Source: Philippines News Agency

Ticket sold in Las Piñas wins P61-M lotto jackpot

For the second consecutive day, a lone bettor from Metro Manila became an instant millionaire after hitting the PHP61-million jackpot of the Lotto 6/42 draw on Saturday night. In an advisory Sunday, the Philippine Charity Sweepstakes Office (PCSO) said the bettor’s winning combination of 18-25-12-14-13-22 carried a total jackpot prize of PHP61,234,178. The ticket was purchased in Las Piñas City. The bettor can claim the check at the PCSO main office in Mandaluyong City upon presentation of the winning ticket and two identification cards. Lotto winnings of more than PHP10,000 shall be subject to a 20-percent tax under the Tax Reform for Acceleration and Inclusion law. Prizes not claimed within a year will be forfeited.
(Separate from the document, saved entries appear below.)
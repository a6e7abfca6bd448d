//! In-process input hook
//!
//! Events are injected by the caller instead of coming from the OS. Used
//! to drive engines in tests, and by hosts that already own an event source.

use std::sync::atomic::{AtomicBool, AtomicUsize, Ordering};

use tracing::trace;

use crate::keys::KeyCode;

use super::{Channel, Handler, HandlerId, Handlers, HookError, HookEvent, InputHook};

/// Hook whose events are pushed by hand
#[derive(Default)]
pub struct ManualHook {
    handlers: Handlers,
    running: AtomicBool,
    starts: AtomicUsize,
    stops: AtomicUsize,
}

impl ManualHook {
    pub fn new() -> Self {
        Self::default()
    }

    pub fn key_down(&self, code: KeyCode) {
        self.emit(HookEvent::KeyDown(code));
    }

    pub fn key_up(&self, code: KeyCode) {
        self.emit(HookEvent::KeyUp(code));
    }

    pub fn wheel(&self, rotation: i32) {
        self.emit(HookEvent::Wheel { rotation });
    }

    /// Deliver an event to subscribers. Dropped unless the hook is started.
    pub fn emit(&self, event: HookEvent) {
        if !self.is_running() {
            trace!(?event, "hook stopped, event dropped");
            return;
        }
        self.handlers.emit(event);
    }

    /// Handlers currently subscribed to `channel`
    pub fn subscriber_count(&self, channel: Channel) -> usize {
        self.handlers.count(channel)
    }

    pub fn start_count(&self) -> usize {
        self.starts.load(Ordering::SeqCst)
    }

    pub fn stop_count(&self) -> usize {
        self.stops.load(Ordering::SeqCst)
    }
}

impl InputHook for ManualHook {
    fn subscribe(&self, channel: Channel, handler: Handler) -> HandlerId {
        self.handlers.subscribe(channel, handler)
    }

    fn unsubscribe(&self, channel: Channel, id: HandlerId) {
        self.handlers.unsubscribe(channel, id);
    }

    fn start(&self) -> Result<(), HookError> {
        self.starts.fetch_add(1, Ordering::SeqCst);
        self.running.store(true, Ordering::SeqCst);
        Ok(())
    }

    fn stop(&self) {
        self.stops.fetch_add(1, Ordering::SeqCst);
        self.running.store(false, Ordering::SeqCst);
    }

    fn is_running(&self) -> bool {
        self.running.load(Ordering::SeqCst)
    }
}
Meanwhile, 88 others won PHP24,000 each for guessing five out of the six winning digits; 3,554 bettors will get PHP800 each for four correct digits; and 52,043 will settle for PHP20 each for three correct digits. The 6/42 Lotto is drawn every Tuesday, Thursday, and Saturday. PCSO urges the public to patronize their games as a large chunk of revenues goes to charity programs.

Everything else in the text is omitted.